Aim of the task:
Only a slice of the listing below is wanted. Retype the lines from the one containing "let host = SimulatedHost::new(root.clone()).unwrap_or_else(|err|" through the one containing "window in seconds.", exactly, both ends included.
########################################
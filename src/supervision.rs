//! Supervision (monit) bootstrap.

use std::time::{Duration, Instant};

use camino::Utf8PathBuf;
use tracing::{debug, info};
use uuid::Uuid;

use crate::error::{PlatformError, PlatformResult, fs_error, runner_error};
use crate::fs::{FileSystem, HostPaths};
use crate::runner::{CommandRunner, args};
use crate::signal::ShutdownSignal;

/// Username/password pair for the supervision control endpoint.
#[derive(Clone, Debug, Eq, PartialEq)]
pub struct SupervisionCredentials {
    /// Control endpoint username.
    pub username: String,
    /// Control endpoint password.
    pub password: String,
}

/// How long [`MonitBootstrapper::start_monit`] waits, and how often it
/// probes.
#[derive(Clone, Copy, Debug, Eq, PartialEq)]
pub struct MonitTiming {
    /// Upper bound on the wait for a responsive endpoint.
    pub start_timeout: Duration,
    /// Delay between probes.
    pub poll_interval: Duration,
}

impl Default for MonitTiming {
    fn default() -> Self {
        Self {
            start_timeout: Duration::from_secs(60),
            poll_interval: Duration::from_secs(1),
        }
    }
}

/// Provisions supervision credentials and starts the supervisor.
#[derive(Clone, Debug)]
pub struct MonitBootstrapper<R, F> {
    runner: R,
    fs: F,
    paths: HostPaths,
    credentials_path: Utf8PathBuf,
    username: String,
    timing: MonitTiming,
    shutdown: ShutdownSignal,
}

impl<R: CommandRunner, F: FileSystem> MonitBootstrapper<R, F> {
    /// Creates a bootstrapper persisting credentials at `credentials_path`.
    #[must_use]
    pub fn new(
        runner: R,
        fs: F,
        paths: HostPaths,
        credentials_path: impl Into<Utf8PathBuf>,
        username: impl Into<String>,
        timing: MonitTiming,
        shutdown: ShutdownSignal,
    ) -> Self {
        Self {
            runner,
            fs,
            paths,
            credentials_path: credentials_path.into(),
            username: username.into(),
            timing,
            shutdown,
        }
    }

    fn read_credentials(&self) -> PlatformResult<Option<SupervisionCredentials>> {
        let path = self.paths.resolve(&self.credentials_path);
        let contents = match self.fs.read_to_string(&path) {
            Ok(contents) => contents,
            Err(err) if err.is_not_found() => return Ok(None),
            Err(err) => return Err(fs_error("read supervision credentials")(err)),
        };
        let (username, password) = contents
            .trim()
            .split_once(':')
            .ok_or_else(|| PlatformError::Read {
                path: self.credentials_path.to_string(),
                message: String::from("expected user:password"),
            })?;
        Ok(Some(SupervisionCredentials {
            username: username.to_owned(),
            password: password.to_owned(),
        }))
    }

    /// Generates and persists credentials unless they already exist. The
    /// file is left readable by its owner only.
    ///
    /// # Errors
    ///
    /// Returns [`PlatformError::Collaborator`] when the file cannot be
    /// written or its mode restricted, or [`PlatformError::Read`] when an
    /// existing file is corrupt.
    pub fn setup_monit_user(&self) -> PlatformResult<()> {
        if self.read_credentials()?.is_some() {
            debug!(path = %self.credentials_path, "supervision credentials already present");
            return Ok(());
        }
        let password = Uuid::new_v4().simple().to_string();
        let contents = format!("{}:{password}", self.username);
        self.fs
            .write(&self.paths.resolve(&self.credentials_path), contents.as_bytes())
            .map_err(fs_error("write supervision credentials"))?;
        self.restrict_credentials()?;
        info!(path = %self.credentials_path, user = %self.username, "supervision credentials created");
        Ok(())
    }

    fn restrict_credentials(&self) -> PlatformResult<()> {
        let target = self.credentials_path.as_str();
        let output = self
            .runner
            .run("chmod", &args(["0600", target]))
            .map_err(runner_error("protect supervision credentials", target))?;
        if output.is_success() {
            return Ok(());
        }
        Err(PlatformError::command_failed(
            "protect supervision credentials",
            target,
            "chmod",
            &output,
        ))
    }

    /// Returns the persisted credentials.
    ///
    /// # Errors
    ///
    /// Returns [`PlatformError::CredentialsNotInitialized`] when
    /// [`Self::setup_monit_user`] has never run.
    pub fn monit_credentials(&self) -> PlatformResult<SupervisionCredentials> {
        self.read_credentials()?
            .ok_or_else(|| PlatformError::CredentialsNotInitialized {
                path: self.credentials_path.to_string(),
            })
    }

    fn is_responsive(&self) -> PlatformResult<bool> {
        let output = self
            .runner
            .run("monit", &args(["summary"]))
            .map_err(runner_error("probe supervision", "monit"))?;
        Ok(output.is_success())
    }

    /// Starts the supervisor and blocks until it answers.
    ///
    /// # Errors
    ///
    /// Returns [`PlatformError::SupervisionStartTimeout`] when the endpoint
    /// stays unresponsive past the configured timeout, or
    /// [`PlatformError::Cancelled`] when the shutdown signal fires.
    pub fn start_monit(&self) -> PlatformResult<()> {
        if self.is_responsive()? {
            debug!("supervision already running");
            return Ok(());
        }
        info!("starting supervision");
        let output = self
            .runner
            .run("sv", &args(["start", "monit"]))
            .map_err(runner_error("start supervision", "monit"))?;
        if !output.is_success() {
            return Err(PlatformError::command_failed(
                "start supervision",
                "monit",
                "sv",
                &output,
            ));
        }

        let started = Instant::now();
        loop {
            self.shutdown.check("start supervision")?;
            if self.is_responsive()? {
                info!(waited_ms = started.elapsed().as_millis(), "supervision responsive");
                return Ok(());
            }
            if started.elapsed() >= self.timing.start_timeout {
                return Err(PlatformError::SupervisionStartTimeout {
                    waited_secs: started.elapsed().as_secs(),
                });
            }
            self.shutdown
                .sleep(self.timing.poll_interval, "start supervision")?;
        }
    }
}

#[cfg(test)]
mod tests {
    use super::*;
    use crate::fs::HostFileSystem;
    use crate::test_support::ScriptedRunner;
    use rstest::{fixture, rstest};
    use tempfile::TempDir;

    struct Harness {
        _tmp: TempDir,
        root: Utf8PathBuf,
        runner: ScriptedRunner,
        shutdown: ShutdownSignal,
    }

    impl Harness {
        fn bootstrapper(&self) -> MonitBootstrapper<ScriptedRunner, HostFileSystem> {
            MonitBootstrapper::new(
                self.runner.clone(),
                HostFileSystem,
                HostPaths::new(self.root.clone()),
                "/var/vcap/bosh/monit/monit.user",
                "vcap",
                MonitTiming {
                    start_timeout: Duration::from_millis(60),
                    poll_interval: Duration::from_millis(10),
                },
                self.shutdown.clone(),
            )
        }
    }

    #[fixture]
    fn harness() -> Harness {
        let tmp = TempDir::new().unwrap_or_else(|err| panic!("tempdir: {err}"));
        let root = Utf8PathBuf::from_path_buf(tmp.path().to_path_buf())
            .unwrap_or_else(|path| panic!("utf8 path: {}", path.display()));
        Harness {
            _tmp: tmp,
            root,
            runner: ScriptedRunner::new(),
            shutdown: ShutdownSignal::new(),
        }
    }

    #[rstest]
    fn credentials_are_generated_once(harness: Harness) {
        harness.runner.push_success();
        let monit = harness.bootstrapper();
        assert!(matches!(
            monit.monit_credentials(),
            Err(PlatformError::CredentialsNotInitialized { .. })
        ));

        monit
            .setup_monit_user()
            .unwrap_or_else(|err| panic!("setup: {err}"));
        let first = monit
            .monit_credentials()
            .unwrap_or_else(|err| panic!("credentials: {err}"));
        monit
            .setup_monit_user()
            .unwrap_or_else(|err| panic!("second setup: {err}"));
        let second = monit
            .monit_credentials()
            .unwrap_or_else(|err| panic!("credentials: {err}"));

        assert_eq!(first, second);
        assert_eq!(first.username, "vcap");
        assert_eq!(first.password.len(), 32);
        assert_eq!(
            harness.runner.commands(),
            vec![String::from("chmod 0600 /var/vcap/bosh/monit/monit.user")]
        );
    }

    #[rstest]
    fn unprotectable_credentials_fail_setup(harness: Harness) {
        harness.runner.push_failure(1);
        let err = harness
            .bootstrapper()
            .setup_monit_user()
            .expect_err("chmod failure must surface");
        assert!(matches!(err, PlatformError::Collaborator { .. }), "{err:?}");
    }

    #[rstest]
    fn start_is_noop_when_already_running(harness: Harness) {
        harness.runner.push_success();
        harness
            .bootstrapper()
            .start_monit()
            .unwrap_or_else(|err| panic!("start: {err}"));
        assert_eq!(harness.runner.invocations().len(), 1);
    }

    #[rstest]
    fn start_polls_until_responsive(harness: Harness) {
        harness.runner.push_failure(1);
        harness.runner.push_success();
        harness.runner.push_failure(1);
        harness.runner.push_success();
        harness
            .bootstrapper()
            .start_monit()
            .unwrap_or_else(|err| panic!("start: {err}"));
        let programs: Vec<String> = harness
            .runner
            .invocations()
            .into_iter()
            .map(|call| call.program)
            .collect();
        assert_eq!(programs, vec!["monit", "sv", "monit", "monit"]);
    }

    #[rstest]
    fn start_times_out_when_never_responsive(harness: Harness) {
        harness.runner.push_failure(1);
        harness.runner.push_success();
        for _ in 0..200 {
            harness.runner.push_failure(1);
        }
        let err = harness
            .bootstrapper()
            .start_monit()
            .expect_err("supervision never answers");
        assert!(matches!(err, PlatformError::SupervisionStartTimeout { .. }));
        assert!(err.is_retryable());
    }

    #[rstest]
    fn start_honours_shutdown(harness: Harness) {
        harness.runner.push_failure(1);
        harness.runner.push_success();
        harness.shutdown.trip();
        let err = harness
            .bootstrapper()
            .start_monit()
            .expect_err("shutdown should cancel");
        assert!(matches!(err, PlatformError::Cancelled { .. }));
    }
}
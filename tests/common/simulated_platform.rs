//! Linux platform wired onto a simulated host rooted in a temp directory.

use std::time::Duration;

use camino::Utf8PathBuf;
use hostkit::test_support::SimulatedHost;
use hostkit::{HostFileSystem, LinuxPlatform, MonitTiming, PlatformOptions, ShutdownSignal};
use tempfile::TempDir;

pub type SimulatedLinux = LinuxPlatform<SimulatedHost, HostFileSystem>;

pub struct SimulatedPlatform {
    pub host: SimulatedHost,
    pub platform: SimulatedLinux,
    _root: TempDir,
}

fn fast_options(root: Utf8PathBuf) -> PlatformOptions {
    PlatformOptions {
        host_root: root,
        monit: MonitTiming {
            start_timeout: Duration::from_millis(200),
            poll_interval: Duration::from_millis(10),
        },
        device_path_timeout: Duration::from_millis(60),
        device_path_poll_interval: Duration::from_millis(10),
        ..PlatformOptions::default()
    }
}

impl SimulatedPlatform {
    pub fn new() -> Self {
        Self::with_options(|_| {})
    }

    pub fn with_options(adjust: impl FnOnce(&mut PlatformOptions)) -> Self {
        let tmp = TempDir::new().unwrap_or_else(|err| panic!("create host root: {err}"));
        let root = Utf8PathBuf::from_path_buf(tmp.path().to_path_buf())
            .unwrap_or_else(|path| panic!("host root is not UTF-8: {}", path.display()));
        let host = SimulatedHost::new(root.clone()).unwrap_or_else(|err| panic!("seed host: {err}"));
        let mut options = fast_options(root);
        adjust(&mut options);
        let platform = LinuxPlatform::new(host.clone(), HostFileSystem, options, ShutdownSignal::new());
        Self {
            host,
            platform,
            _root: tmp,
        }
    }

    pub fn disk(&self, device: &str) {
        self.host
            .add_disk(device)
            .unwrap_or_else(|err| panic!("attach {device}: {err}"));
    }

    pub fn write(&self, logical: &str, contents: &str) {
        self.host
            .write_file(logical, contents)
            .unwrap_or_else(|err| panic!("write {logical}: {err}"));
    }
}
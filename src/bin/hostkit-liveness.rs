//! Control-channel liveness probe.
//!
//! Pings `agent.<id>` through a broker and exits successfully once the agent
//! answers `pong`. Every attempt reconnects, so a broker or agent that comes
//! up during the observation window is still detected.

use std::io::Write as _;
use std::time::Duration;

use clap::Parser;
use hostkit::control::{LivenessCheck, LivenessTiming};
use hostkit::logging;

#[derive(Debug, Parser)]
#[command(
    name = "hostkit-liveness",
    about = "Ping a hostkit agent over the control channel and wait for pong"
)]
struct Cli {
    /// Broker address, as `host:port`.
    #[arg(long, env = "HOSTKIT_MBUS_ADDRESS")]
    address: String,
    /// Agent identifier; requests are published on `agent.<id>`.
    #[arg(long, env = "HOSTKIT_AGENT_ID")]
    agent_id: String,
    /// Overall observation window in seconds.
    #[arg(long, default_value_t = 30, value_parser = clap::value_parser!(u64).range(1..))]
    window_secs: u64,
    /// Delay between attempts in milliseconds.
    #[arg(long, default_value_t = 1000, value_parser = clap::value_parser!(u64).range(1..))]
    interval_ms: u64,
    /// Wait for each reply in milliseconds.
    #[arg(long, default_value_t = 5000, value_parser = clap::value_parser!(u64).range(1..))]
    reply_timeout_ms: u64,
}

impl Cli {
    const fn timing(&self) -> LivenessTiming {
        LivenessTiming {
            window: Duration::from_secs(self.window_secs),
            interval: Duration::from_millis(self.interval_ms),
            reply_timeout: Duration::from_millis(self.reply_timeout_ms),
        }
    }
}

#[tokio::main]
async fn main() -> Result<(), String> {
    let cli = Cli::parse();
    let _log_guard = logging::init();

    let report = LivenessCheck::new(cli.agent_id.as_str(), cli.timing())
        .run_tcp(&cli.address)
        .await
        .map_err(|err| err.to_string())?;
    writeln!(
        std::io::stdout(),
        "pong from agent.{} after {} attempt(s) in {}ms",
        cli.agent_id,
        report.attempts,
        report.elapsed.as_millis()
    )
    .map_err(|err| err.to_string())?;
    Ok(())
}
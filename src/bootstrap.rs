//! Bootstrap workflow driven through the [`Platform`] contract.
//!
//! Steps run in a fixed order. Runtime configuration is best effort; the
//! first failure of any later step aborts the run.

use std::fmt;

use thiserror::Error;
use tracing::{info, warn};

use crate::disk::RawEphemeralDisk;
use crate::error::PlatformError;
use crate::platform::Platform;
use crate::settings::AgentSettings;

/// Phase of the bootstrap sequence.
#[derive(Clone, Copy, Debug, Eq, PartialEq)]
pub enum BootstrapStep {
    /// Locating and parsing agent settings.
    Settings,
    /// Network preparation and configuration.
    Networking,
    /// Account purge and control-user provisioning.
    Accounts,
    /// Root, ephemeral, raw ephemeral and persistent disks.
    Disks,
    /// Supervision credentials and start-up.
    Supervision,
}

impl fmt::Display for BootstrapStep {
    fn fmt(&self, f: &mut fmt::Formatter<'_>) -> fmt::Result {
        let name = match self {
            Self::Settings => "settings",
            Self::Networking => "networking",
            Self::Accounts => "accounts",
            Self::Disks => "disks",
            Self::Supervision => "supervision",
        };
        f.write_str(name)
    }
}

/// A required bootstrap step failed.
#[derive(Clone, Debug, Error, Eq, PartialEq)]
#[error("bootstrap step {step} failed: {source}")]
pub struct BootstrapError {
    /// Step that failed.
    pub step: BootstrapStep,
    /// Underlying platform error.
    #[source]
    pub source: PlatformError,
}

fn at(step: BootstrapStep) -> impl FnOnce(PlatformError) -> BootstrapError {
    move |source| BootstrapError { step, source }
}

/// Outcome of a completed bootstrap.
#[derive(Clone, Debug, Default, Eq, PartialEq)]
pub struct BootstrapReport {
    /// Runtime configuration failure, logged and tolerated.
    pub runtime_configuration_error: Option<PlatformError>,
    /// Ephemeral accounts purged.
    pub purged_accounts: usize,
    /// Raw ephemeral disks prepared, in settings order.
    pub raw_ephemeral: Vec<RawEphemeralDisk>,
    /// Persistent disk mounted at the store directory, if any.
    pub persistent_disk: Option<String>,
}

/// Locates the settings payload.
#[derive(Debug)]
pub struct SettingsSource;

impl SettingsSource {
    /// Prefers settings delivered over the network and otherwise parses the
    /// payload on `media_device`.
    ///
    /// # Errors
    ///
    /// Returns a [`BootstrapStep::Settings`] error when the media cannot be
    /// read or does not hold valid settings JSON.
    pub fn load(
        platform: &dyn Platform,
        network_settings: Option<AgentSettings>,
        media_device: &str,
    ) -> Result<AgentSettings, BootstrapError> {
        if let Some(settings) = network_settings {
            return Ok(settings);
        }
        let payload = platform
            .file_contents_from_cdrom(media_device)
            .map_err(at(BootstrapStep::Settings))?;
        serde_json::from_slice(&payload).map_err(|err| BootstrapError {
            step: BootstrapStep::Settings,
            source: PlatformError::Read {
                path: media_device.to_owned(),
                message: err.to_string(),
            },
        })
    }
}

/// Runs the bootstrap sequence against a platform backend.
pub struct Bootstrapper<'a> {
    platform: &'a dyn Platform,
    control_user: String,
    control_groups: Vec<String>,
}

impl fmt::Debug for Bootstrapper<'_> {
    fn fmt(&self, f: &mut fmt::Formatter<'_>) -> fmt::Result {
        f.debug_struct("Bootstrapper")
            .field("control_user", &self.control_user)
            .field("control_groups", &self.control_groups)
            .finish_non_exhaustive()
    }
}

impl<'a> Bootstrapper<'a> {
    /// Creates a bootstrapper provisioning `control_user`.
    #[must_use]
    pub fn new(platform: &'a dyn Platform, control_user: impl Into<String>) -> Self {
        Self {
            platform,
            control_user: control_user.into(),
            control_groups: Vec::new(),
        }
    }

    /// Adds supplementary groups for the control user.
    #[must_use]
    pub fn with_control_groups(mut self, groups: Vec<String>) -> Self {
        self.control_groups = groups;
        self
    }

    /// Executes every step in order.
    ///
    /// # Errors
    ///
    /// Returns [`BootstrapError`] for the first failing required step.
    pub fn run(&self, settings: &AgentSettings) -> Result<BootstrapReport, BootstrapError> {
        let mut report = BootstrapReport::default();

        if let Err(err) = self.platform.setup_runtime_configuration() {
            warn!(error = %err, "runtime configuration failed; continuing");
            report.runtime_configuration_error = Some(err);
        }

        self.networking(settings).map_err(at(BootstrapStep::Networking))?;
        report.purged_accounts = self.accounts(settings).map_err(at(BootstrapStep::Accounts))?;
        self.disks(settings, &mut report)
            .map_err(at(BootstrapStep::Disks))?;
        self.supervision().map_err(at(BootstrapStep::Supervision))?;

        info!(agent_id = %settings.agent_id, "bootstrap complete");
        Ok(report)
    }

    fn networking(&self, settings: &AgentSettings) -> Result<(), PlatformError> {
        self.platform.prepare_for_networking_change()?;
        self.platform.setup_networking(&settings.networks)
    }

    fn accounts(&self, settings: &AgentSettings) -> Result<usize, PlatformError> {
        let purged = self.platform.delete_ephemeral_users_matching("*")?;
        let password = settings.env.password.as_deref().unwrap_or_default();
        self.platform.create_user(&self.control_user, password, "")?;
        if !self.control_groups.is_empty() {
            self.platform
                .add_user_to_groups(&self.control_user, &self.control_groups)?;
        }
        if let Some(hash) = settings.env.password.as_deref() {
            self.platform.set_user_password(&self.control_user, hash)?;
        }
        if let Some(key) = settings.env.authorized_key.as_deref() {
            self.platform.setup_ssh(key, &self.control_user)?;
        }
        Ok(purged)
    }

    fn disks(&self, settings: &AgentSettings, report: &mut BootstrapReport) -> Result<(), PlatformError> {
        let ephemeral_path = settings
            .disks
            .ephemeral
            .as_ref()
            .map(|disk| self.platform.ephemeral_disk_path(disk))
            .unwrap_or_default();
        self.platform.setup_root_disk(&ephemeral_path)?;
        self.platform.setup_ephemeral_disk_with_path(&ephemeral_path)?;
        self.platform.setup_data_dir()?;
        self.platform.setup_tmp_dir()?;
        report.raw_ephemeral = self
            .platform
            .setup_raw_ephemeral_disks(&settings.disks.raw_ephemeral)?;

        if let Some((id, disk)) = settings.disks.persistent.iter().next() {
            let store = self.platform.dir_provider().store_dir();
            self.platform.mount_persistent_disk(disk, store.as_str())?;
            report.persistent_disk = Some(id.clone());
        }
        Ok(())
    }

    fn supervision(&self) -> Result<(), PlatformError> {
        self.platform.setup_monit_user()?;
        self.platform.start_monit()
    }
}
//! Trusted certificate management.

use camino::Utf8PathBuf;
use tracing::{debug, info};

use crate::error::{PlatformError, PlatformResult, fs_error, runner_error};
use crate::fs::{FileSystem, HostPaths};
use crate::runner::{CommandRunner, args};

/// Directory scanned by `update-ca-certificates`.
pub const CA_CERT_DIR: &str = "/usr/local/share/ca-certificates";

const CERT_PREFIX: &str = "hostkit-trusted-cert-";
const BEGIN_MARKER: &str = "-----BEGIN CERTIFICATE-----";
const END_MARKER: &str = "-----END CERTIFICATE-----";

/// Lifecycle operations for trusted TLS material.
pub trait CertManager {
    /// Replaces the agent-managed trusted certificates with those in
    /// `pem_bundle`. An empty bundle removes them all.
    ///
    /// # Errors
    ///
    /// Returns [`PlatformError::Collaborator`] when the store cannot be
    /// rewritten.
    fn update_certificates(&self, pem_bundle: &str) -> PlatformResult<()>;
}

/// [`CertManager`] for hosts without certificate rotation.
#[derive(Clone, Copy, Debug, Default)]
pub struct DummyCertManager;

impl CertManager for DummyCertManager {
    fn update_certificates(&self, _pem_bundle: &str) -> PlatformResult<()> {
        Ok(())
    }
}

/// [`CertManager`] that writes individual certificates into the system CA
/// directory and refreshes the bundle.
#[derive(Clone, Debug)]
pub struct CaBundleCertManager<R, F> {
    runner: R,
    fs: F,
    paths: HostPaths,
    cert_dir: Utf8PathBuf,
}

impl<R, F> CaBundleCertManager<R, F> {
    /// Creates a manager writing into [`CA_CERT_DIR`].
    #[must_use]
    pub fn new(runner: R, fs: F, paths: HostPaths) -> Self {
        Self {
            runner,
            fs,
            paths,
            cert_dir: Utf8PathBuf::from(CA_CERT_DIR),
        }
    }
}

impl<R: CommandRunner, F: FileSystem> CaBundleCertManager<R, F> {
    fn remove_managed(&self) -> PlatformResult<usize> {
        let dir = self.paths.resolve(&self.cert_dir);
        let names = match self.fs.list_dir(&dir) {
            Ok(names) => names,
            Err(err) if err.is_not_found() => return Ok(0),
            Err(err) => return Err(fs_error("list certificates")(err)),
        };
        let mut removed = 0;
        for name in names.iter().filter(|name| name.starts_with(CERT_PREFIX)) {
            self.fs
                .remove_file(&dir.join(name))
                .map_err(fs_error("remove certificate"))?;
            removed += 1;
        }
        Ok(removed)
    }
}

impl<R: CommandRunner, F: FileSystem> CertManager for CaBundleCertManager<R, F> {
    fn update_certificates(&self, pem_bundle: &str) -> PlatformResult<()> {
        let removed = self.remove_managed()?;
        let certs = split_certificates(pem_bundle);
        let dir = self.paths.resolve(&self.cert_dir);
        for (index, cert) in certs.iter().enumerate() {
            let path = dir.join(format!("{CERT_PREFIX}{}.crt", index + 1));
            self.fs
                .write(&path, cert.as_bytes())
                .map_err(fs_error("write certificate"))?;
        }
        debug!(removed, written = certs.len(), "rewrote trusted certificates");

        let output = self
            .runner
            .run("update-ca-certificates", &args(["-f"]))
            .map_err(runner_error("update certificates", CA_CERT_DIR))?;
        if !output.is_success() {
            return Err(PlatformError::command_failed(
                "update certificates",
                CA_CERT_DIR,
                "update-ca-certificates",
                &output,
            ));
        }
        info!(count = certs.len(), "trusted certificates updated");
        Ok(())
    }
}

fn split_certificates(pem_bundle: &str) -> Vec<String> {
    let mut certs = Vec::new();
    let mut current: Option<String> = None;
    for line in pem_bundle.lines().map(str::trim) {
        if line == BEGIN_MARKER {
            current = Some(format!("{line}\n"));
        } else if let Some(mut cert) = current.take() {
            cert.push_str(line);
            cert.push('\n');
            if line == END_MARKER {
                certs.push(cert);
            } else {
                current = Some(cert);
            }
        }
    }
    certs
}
########################################
Solution to the exercise:
        let host = SimulatedHost::new(root.clone()).unwrap_or_else(|err| panic!("seed host: {err}"));
        let mut options = fast_options(root);
        adjust(&mut options);
        let platform = LinuxPlatform::new(host.clone(), HostFileSystem, options, ShutdownSignal::new());
        Self {
            host,
            platform,
            _root: tmp,
        }
    }

    pub fn disk(&self, device: &str) {
        self.host
            .add_disk(device)
            .unwrap_or_else(|err| panic!("attach {device}: {err}"));
    }

    pub fn write(&self, logical: &str, contents: &str) {
        self.host
            .write_file(logical, contents)
            .unwrap_or_else(|err| panic!("write {logical}: {err}"));
    }
}
filename src/bin/hostkit-liveness.rs
//! Control-channel liveness probe.
//!
//! Pings `agent.<id>` through a broker and exits successfully once the agent
//! answers `pong`. Every attempt reconnects, so a broker or agent that comes
//! up during the observation window is still detected.

use std::io::Write as _;
use std::time::Duration;

use clap::Parser;
use hostkit::control::{LivenessCheck, LivenessTiming};
use hostkit::logging;

#[derive(Debug, Parser)]
#[command(
    name = "hostkit-liveness",
    about = "Ping a hostkit agent over the control channel and wait for pong"
)]
struct Cli {
    /// Broker address, as `host:port`.
    #[arg(long, env = "HOSTKIT_MBUS_ADDRESS")]
    address: String,
    /// Agent identifier; requests are published on `agent.<id>`.
    #[arg(long, env = "HOSTKIT_AGENT_ID")]
    agent_id: String,
    /// Overall observation window in seconds.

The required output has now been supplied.